## Goal of the exercise
Using the data below, copy every line that contains the word "ReservedEntryName".
============================================================
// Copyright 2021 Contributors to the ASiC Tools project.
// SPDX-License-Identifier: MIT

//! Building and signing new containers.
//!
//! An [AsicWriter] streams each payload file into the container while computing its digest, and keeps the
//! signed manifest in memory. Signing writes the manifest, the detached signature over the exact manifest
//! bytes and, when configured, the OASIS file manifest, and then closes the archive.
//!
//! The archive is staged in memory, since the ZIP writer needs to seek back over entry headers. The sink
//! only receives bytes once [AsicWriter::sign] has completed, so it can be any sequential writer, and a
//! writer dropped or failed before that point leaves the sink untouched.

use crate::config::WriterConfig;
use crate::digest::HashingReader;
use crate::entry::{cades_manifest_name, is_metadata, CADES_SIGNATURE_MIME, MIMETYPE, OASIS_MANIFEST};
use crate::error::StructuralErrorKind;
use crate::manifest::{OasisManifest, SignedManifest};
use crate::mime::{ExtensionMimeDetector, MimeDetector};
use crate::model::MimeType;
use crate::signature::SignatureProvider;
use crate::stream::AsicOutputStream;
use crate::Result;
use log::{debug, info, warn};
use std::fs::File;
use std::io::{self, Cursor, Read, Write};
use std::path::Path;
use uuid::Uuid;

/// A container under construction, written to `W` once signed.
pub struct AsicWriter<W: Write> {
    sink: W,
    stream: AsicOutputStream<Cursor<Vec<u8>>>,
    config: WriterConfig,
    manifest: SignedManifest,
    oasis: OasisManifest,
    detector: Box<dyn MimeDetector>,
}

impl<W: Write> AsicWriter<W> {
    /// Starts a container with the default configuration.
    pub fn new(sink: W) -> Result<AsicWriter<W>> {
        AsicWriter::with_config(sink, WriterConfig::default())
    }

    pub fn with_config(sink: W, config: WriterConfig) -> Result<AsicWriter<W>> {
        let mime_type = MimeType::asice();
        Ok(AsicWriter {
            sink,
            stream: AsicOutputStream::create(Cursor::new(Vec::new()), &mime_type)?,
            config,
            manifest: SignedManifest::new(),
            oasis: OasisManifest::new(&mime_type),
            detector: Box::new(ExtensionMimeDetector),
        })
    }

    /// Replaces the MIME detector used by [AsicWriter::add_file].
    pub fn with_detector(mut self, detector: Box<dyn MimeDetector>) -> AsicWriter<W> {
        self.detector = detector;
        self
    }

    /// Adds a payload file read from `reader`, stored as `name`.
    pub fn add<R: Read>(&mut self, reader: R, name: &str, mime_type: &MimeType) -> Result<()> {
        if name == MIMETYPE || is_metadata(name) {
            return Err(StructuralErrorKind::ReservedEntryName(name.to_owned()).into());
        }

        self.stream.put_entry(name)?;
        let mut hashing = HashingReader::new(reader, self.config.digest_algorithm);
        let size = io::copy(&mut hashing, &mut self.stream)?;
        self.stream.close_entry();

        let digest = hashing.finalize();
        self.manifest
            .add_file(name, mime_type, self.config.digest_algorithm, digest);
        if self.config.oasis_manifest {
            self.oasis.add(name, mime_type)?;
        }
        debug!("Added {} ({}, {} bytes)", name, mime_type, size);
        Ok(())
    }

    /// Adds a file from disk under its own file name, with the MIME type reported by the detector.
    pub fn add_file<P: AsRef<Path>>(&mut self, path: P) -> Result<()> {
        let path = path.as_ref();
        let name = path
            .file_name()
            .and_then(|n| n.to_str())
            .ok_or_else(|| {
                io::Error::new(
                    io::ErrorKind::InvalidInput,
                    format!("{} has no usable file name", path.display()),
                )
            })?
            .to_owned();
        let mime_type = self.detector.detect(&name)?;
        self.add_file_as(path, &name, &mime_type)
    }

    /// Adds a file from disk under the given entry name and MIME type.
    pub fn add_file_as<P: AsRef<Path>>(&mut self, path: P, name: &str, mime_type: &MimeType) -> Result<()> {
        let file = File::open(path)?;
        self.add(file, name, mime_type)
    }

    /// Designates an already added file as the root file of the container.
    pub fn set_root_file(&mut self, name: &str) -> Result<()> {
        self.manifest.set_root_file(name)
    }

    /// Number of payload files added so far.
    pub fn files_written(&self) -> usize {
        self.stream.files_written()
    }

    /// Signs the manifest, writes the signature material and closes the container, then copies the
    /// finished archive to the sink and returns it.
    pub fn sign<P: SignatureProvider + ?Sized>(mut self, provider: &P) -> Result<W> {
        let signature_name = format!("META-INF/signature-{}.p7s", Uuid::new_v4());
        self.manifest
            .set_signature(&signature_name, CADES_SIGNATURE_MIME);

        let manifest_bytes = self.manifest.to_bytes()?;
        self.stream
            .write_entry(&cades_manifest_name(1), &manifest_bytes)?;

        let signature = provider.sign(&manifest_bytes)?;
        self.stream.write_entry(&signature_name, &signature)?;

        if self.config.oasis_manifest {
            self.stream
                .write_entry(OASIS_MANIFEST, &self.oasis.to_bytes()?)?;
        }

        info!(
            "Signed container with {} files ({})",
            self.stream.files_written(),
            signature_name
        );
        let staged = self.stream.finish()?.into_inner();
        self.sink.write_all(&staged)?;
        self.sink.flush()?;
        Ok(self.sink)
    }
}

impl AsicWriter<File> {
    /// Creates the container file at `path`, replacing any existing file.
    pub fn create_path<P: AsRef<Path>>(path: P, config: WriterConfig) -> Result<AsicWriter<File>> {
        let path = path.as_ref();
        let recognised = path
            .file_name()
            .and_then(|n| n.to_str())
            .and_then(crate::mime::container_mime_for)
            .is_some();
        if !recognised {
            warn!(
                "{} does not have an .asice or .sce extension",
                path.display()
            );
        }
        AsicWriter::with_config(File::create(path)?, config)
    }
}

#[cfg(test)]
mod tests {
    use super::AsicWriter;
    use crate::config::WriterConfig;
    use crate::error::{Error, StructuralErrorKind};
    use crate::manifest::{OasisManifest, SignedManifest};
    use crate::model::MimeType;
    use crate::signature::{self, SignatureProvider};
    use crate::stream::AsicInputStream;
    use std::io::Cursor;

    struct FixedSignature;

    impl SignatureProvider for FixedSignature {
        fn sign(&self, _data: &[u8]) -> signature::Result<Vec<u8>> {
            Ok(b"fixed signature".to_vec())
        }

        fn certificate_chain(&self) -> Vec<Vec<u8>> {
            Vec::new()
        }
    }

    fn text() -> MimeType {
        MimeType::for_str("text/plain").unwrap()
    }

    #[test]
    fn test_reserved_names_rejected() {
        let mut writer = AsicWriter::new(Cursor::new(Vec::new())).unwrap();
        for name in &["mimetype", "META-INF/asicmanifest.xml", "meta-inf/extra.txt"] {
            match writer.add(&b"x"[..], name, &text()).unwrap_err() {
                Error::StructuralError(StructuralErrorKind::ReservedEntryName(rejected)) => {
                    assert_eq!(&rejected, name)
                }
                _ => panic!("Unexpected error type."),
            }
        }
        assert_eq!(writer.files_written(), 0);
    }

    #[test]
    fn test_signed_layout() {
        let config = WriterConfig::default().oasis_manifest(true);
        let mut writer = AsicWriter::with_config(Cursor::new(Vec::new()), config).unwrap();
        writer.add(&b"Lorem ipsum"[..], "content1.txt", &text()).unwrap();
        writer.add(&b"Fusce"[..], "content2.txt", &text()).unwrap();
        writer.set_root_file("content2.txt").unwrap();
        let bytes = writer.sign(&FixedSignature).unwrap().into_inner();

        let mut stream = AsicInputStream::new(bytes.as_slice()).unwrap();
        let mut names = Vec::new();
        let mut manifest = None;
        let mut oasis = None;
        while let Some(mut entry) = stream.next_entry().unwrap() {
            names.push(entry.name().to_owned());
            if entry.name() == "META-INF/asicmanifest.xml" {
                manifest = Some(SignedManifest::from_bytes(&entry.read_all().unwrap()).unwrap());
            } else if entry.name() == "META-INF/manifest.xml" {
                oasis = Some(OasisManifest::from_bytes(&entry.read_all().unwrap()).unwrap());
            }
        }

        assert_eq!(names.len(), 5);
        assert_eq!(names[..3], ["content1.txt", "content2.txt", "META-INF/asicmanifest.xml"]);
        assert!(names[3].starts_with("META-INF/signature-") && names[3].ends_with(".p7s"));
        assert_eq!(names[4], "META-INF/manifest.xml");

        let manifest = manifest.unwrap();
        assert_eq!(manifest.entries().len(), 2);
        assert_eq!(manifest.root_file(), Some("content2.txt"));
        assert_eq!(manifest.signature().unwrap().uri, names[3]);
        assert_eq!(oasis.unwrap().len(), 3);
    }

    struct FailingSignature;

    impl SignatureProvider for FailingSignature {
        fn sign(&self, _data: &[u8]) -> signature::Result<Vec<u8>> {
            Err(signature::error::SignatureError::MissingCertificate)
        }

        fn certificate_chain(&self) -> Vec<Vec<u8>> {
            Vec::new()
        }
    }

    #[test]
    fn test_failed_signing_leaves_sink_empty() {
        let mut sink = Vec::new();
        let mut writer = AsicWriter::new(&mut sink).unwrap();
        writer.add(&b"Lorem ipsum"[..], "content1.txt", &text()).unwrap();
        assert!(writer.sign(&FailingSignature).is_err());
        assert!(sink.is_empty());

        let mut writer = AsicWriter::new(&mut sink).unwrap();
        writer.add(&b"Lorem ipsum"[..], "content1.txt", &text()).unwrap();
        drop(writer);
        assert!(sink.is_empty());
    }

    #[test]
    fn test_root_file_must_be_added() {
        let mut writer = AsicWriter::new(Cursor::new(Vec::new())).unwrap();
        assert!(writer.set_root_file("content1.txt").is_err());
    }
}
============================================================
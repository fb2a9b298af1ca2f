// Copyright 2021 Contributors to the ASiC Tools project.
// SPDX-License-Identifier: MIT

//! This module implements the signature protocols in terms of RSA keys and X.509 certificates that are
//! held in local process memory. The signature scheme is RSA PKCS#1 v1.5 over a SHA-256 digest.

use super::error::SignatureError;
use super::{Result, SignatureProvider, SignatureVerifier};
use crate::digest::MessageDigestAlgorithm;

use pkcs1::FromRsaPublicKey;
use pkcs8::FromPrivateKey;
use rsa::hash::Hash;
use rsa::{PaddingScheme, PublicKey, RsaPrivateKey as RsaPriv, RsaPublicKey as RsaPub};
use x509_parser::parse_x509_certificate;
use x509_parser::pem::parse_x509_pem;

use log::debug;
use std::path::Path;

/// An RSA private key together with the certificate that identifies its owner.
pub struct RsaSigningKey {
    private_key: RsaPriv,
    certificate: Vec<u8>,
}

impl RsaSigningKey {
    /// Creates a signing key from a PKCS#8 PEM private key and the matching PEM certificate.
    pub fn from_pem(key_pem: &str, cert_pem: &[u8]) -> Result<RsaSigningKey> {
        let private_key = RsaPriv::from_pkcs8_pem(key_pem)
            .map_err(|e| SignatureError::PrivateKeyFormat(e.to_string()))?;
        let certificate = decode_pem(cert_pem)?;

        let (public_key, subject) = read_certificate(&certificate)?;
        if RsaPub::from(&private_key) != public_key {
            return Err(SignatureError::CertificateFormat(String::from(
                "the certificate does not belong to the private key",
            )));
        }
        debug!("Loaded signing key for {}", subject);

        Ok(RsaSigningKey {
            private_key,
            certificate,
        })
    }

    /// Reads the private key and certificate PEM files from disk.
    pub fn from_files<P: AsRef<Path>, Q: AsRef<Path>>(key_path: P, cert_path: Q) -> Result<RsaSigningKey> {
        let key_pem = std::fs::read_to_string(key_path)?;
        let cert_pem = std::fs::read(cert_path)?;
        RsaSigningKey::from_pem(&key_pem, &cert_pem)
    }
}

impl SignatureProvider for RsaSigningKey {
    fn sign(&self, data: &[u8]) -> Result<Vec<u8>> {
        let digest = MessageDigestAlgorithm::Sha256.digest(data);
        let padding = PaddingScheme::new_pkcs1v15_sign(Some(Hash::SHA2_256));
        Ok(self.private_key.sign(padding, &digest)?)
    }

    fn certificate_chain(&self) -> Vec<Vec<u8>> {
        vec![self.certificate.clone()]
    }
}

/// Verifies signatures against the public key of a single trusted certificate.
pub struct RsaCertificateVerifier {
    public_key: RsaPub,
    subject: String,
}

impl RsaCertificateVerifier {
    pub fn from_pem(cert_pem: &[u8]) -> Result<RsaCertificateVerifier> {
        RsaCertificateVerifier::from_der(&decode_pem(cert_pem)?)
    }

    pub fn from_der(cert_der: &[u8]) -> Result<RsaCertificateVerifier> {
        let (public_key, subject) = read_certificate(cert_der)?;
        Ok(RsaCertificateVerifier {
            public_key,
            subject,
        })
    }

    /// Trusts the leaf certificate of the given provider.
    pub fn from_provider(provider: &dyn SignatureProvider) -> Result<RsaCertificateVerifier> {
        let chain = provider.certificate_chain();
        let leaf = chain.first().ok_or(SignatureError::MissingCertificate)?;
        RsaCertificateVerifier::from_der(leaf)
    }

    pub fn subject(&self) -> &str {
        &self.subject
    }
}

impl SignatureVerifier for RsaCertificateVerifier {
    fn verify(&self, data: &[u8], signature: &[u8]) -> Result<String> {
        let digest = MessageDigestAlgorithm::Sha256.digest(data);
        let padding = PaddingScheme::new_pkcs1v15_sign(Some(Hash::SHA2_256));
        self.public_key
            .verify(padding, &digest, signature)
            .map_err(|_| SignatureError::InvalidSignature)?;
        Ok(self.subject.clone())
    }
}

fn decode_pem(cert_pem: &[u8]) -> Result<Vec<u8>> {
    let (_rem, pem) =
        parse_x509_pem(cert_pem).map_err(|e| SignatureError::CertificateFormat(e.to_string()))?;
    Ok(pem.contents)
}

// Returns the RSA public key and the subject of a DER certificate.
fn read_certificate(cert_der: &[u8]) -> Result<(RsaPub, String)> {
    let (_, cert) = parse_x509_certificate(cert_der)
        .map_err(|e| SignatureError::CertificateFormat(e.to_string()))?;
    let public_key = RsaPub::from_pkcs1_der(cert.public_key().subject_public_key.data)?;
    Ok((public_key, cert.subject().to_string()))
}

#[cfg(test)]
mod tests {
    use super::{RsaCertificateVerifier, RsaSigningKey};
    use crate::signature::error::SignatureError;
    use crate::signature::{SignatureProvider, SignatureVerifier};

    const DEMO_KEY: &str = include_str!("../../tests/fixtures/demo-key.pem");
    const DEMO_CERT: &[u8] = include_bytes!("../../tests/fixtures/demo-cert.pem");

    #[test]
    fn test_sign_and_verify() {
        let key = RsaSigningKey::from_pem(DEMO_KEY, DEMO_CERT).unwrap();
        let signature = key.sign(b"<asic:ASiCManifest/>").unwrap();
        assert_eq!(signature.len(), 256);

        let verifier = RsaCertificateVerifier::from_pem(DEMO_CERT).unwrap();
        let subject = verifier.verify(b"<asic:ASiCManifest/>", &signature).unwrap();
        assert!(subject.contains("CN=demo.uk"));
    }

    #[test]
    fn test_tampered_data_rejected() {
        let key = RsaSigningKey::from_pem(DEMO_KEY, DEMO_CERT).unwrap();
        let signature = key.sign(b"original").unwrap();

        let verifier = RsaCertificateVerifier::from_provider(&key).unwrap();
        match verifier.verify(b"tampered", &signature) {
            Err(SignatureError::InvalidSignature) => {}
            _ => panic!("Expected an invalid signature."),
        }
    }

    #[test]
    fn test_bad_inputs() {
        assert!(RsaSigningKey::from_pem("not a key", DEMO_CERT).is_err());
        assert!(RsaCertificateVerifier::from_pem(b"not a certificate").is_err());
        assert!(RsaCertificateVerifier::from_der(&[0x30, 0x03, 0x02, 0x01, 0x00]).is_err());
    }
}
============================================================
## Task solution
            return Err(StructuralErrorKind::ReservedEntryName(name.to_owned()).into());
                Error::StructuralError(StructuralErrorKind::ReservedEntryName(rejected)) => {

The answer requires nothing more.